Des interrogations sans réponse et du houmous pour rapprocher les peuples.

Hier, alors que ma cousine révélait au chauffeur de taxi qui l’accompagnait à Roissy, la destination de son vol, s’est vue rétorquer “Israël ? Plus pour longtemps…”.

Il y a deux jours, une question simple a été posée par la Congresswoman Elise Stefanik au Dr Kornbluth, Présidente du MIT, à Mrs McGill, Présidente de UPenn, et à Mrs Claudine Gay Présidente de Harvard, “considérez vous que l’appel au génocide des juifs, exprimé sur vos campus, constitue une violation aux règles de vos établissements en matière d’intimidation et de harcèlement ? Oui ou non “.
Leurs réponses embarrassées se sont réfugiées derrière la liberté d'expression, le contexte, l’analyse du degré de gravité, et la personnification des attaques.
En bref, pour agir contre les cris de “there is only one solution, intifada revolution”, il faudrait, ont-elles précisé, que la violence des mots s’accompagne d’actes.
Du sang sinon rien.

Manuel Bompard s’est insurgé avec grandiloquence devant la question qui lui était posée relative aux récents discours de son chef de file, la raclure, qui avait scandé à une foule acquise “Vive Gaza ! Gloire éternelle à ceux qui résistent”.
L’affaire prenant une tournure encore plus abjecte lorsque cette journaliste intègre fut traitée de “fanatique” et de “manipulatrice” par la raclure précédemment citée, l’obligeant à recourir à une protection policière renforcée.

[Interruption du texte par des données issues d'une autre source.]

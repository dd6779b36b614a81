//! Conversion results.

use crate::clock::{Clock, Deadline};
use crate::registers::*;
use crate::{Error, Nau7802, POLL_INTERVAL_MS};
use core::result::Result;
use embedded_hal_async::{delay, i2c};

/// Mean of several conversions.
#[derive(Clone, Copy, Debug, PartialEq, Eq)]
#[cfg_attr(feature = "defmt", derive(defmt::Format))]
pub struct Average {
    /// Truncating integer mean of the samples taken.
    pub value: i32,
    /// Number of conversions that went into `value`.
    pub samples: u16,
    /// Number of conversions asked for.
    pub requested: u16,
}

impl Average {
    /// `true` if the deadline passed before every requested sample was taken.
    pub fn is_partial(&self) -> bool {
        self.samples < self.requested
    }
}

impl<D, DELAY, CLOCK, I2cErr> Nau7802<D, DELAY, CLOCK>
where
    D: i2c::I2c<Error = I2cErr>,
    DELAY: delay::DelayNs,
    CLOCK: Clock,
{
    /// Checks the cycle ready bit.
    pub async fn is_data_ready(&mut self) -> Result<bool, Error<I2cErr>> {
        self.get_bit(Register::PuCtrl, PuCtrl::CR).await
    }

    /// Reads the latest ADC conversion.
    ///
    /// Does not wait: check [`Nau7802::is_data_ready`] first, otherwise the previous
    /// result is read again.
    pub async fn read_conversion(&mut self) -> Result<i32, Error<I2cErr>> {
        self.read_register_i24(Register::AdcoB2).await
    }

    /// Averages `samples` conversions, waiting for each one to become ready.
    ///
    /// All samples share one `timeout_ms` budget. If it runs out after at least one
    /// sample the partial average is returned, see [`Average::is_partial`]. With no
    /// sample at all the result is [`Error::Timeout`].
    pub async fn read_average(
        &mut self,
        samples: u16,
        timeout_ms: u32,
    ) -> Result<Average, Error<I2cErr>> {
        if samples == 0 {
            return Err(Error::InvalidParameter);
        }

        let deadline = Deadline::budget(&mut self.clock, timeout_ms);
        let mut sum: i64 = 0;
        let mut taken: u16 = 0;

        loop {
            if self.is_data_ready().await? {
                sum += i64::from(self.read_conversion().await?);
                taken += 1;
                if taken == samples {
                    break;
                }
            }

            if deadline.expired(&mut self.clock) {
                break;
            }
            self.delay.delay_ms(POLL_INTERVAL_MS).await;
        }

        if taken == 0 {
            #[cfg(feature = "defmt")]
            defmt::warn!("no conversion ready within {} ms", timeout_ms);
            return Err(Error::Timeout);
        }

        #[cfg(feature = "defmt")]
        if taken < samples {
            defmt::warn!("averaged {} of {} samples before timeout", taken, samples);
        }

        Ok(Average {
            value: (sum / i64::from(taken)) as i32,
            samples: taken,
            requested: samples,
        })
    }
}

Il n’est ici ni question de vérité, ni de réflexion, de nuance ou de mesure.
Il n’est question que d’idéologie, de revendication, et de slogans dégueulasses, communautaristes et électoralistes.

L’importation du conflit israélo-hamas dans les pays occidentaux est un prétexte pour exprimer la haine contre un oppresseur fantasmé, tout à la fois blanc, colonisateur, mâle, capitaliste, hétérosexuel et bien entendu Juif.
Ce Juif à la fois identique, mais différent.
Ce Juif dont l’histoire est faite de résilience, de renaissance, d’adaptation et d’assimilation.
Ce Juif qui aime la France, et qui demande à ce que la raclure soit traduite en justice pour apologie du terrorisme.
Ce Juif qui voudrait qu’on se souvienne des atrocités exterminatrices du 7 octobre, en ce qu’elles avaient d’exceptionnellement génocidaire et bouleversant.
Ce Juif qui répète encore et encore qu’il n’a rien contre les musulmans, mais contre l’islamisme qui est le cancer du monde moderne, et que si demain les musulmans de France décidaient de marcher en nombre pour exprimer leur dégoût des pratiques nauséabondes de l’islam radical, il serait à leur côté.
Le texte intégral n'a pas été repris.